ASSIGNMENT> Print, in exact form, the lines below from the one containing "let thread = thread::Builder::new()" through the one containing "fn fmt(&self, f: &mut", and omit all others.

───── ENTRIES PROVIDED ─────

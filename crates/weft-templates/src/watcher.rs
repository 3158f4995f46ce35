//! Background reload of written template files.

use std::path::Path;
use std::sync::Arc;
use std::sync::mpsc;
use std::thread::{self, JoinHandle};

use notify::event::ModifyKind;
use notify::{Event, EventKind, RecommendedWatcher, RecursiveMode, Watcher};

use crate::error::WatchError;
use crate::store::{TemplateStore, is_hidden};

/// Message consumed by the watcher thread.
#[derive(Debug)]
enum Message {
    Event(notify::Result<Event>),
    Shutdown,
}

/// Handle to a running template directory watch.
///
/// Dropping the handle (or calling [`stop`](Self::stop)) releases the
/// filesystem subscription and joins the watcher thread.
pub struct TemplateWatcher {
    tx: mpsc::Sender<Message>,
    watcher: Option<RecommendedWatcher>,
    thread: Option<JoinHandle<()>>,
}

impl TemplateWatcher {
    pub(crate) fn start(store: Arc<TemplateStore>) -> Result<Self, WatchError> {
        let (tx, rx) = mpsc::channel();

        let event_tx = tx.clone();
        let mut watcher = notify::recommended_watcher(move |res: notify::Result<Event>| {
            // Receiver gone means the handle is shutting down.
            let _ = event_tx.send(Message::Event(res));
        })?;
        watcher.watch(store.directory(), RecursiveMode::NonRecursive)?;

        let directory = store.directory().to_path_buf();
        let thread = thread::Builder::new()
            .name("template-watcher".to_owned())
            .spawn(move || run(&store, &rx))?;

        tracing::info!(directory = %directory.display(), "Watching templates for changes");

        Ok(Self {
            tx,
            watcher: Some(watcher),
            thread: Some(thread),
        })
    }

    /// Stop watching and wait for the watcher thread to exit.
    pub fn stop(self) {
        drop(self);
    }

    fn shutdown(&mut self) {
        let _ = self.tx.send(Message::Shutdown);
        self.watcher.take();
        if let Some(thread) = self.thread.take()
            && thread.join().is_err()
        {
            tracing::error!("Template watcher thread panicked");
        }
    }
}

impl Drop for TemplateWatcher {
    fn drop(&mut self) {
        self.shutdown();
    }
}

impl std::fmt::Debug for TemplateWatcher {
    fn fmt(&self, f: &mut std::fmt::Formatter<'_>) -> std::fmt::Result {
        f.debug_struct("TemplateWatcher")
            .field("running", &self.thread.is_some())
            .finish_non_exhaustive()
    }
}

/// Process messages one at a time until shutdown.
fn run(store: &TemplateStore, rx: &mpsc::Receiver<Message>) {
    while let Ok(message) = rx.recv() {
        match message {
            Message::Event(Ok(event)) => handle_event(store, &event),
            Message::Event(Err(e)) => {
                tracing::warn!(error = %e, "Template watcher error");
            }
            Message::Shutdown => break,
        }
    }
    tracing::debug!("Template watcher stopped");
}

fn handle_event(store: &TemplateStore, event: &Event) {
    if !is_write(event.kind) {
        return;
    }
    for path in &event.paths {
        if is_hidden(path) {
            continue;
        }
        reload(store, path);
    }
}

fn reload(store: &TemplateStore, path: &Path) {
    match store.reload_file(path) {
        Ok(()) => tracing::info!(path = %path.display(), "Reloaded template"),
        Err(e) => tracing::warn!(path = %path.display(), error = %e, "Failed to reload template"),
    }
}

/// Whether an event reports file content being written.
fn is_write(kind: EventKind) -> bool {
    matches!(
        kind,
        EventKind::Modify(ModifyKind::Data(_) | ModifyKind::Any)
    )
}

─────
───── ENTRIES PROVIDED ─────

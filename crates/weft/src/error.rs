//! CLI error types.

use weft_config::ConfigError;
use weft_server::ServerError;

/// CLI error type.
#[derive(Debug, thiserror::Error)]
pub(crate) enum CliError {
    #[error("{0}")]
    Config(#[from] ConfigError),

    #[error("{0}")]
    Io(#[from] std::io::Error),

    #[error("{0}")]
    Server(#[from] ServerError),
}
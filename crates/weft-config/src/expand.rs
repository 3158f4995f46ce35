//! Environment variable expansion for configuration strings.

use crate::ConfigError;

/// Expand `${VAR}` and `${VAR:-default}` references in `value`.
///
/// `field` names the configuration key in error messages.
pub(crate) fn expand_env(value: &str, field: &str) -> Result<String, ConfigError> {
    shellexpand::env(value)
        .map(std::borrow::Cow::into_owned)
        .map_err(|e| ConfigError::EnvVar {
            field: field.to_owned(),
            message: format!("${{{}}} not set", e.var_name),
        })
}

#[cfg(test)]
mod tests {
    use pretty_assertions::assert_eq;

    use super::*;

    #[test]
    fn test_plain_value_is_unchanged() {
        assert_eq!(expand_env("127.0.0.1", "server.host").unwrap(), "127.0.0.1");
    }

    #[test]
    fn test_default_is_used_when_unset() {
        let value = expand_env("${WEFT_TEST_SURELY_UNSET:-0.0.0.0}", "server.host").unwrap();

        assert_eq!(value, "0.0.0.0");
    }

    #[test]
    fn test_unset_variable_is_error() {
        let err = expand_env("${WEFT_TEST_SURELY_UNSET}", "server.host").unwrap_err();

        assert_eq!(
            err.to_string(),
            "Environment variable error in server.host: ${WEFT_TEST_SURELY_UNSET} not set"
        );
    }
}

─────
───── ENTRIES PROVIDED ─────

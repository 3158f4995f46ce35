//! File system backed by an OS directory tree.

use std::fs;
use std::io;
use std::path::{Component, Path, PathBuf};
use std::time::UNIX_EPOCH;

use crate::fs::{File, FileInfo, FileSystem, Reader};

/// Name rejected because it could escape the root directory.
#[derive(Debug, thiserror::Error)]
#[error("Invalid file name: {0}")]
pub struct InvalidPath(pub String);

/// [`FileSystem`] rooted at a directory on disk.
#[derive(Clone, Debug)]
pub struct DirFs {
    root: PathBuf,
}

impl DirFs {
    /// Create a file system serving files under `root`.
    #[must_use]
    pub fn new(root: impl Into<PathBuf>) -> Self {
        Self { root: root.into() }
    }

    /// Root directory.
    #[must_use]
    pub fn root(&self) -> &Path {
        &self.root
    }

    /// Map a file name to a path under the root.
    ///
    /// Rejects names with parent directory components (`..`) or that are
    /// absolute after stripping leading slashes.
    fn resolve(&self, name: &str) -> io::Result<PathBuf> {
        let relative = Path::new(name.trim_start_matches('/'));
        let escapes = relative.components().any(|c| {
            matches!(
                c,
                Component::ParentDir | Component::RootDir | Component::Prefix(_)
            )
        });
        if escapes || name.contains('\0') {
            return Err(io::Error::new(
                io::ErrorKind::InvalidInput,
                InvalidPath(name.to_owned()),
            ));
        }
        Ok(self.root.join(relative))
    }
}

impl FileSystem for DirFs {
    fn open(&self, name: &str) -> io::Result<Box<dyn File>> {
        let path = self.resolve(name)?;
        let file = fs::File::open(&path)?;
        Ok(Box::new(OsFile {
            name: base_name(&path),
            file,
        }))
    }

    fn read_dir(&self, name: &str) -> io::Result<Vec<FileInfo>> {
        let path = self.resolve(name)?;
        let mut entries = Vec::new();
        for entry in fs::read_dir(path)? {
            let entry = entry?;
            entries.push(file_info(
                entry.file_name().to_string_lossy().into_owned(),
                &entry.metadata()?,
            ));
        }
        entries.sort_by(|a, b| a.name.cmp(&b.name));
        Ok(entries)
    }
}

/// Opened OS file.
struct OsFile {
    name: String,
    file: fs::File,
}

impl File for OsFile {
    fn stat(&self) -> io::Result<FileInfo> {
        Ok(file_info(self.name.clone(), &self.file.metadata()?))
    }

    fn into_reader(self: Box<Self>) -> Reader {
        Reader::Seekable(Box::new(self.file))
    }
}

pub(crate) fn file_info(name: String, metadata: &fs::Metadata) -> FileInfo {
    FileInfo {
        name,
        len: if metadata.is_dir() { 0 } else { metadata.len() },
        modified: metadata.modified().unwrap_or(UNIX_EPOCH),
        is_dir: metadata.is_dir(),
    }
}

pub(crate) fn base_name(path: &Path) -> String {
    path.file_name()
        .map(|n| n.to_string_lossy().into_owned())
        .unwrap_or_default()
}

─────

WRITTEN ANSWER>
        let thread = thread::Builder::new()
            .name("template-watcher".to_owned())
            .spawn(move || run(&store, &rx))?;

        tracing::info!(directory = %directory.display(), "Watching templates for changes");

        Ok(Self {
            tx,
            watcher: Some(watcher),
            thread: Some(thread),
        })
    }

    /// Stop watching and wait for the watcher thread to exit.
    pub fn stop(self) {
        drop(self);
    }

    fn shutdown(&mut self) {
        let _ = self.tx.send(Message::Shutdown);
        self.watcher.take();
        if let Some(thread) = self.thread.take()
            && thread.join().is_err()
        {
            tracing::error!("Template watcher thread panicked");
        }
    }
}

impl Drop for TemplateWatcher {
    fn drop(&mut self) {
        self.shutdown();
    }
}

impl std::fmt::Debug for TemplateWatcher {
    fn fmt(&self, f: &mut std::fmt::Formatter<'_>) -> std::fmt::Result {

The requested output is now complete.